Now everything seems sharper, clearer, even if the horizon is still slightly blurred

but it’s beautiful now, the mix of colours shifting, dipping into each other, mesmerizing, tantalizing, shimmering in hope, drenched in promise

<< intermedia>> is a word I learned yesterday and it sits well with me, it resonates

much like how << interdisciplinary>> does

it vibrates at the same frequency of me,

like finding a lost friend/ that I didn’t know that I had/ or lost

in the same way that <<Korean>>, although I don’t know all of it, tastes like home in my mouth, its shapes familiar and ringing with my mother’s voice, my father’s laughter, my grandmother’s wisdom, and the lyrics to the hymns I sang so long ago, stumbling over the words, but continuing nevertheless

 

Perhaps, then, it only makes sense that this is where I am. That I am, as my mother put it, going backwards, against the grain than the ordinary Korean, that I want to study my motherland, that I want to research it, that I am going to where my parents left years ago.

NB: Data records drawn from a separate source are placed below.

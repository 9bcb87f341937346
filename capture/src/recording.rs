//! Camera section: record, retake, and process a webcam clip.
//!
//! Drives [`CaptureController`] from async code.  The controller is never
//! borrowed across an `.await`; every suspension point (permission prompt,
//! recorder flush, upload) happens between two short transitions.

use std::cell::{Ref, RefCell};
use std::rc::Rc;

use tracing::{debug, info};

use crate::camera::{Camera, RecorderEvent, RecorderEvents};
use crate::controller::{CaptureController, CaptureStatus};
use crate::error::{PipelineError, Result};
use crate::object_url::{ObjectUrl, ObjectUrls};
use crate::orchestrator::{Delivery, Orchestrator};
use crate::session::SessionTicket;
use crate::status::ServerStatusReader;

pub struct CameraSection {
    camera: Rc<dyn Camera>,
    controller: RefCell<CaptureController>,
    events: RefCell<Option<RecorderEvents>>,
    orchestrator: Rc<Orchestrator>,
    server: ServerStatusReader,
}

impl CameraSection {
    pub fn new(
        camera: Rc<dyn Camera>,
        orchestrator: Rc<Orchestrator>,
        server: ServerStatusReader,
        urls: ObjectUrls,
        recording_mime: &str,
    ) -> Self {
        let controller =
            CaptureController::new(urls, orchestrator.sessions().clone(), recording_mime);
        CameraSection {
            camera,
            controller: RefCell::new(controller),
            events: RefCell::new(None),
            orchestrator,
            server,
        }
    }

    pub fn status(&self) -> CaptureStatus {
        self.controller.borrow().status()
    }

    pub fn preview(&self) -> Option<ObjectUrl> {
        self.controller.borrow().preview().cloned()
    }

    pub fn last_error(&self) -> Option<String> {
        self.controller.borrow().last_error().map(str::to_string)
    }

    /// Read access to the state machine.
    pub fn controller(&self) -> Ref<'_, CaptureController> {
        self.controller.borrow()
    }

    /// Ask for the camera and start recording.
    pub async fn start_recording(&self) -> Result<SessionTicket> {
        if !self.server.is_running() {
            let err = PipelineError::ServerUnavailable;
            self.controller.borrow_mut().set_error(err.to_string());
            return Err(err);
        }

        self.controller.borrow_mut().begin_start()?;
        match self.camera.open().await {
            Ok(granted) => {
                let ticket = self
                    .controller
                    .borrow_mut()
                    .on_permission_granted(granted.tracks)?;
                *self.events.borrow_mut() = Some(granted.events);
                Ok(ticket)
            }
            Err(err) => Err(self.controller.borrow_mut().on_permission_denied(err)),
        }
    }

    /// Stop the recorder, collect its remaining chunks and finalise the clip.
    pub async fn stop_recording(&self) -> Result<()> {
        self.controller.borrow_mut().request_stop()?;

        let events = self.events.borrow_mut().take();
        if let Some(mut events) = events {
            while let Some(event) = events.recv().await {
                match event {
                    RecorderEvent::DataAvailable(chunk) => {
                        self.controller.borrow_mut().on_data_available(chunk);
                    }
                    RecorderEvent::Stopped => break,
                }
            }
        }

        self.controller.borrow_mut().on_recorder_stopped()
    }

    /// Throw the current clip away and immediately record a new one.
    pub async fn retake(&self) -> Result<SessionTicket> {
        self.controller.borrow_mut().discard_recording()?;
        info!("Retaking recording");
        self.start_recording().await
    }

    /// Upload the finished clip.  Whatever the outcome, the clip is
    /// discarded and the section returns to `Idle`.
    pub async fn process(&self) -> Result<Delivery> {
        let (ticket, blob) = self.controller.borrow_mut().begin_upload()?;
        let result = self.orchestrator.process(ticket, &blob).await;
        drop(blob);

        self.controller
            .borrow_mut()
            .finish_upload(ticket, result.as_ref().map(|_| ()));
        debug!("Camera section back to {}", self.status());
        result
    }

    /// Unmount: release the camera and the preview.
    pub fn teardown(&self) {
        self.events.borrow_mut().take();
        self.controller.borrow_mut().teardown();
    }
}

Life is unfolding, each revelation and epiphany slowly unfurling like petals as a flower yearns for the sun.

And this is where I’ve wanted to be since freshman year when I studied blindly, resigning myself to a set major, thinking that was the only way, until I discovered beauty in building one’s own path, in spilling my mind into every crevice until it found a home.

And found a home it has, in many places at once, which again, is no surprise. And yet, it works. I can mix and blend all my colours like paint, smoothing out bumps, swirling them into the perfect shade to reflect who I am and who God wants me to be.

And so,

here I am.

///

Within the two and a bit months since my last post, I am, as one friend put it, making my way into the world, and I can’t help but be overwhelmed and yet not, because I stubbornly told myself that God had a plan, that there was a purpose for me, and that when I found it, I would know. I remember my small group leader telling me this when I was a freshman and I was so jealous and I wanted to just fast forward to there. And now, I’ve arrived.

That being said, not everything is done and not everything is clear, but I know more and doors are being opened and I can see through it all, the winding golden thread of God’s plan.

So don’t give up, dear readers. Cling onto hope stubbornly and I assure you from my own college experience, that it will be fulfilled. Perhaps not as you expect it to, but in the way it is meant and created to be.

Today was my last final and I am planning to blog more often. I say this several times after I haven’t written in a while, but truly, I’m amazed that I keep forgetting how good it feels to blog. Anyhow.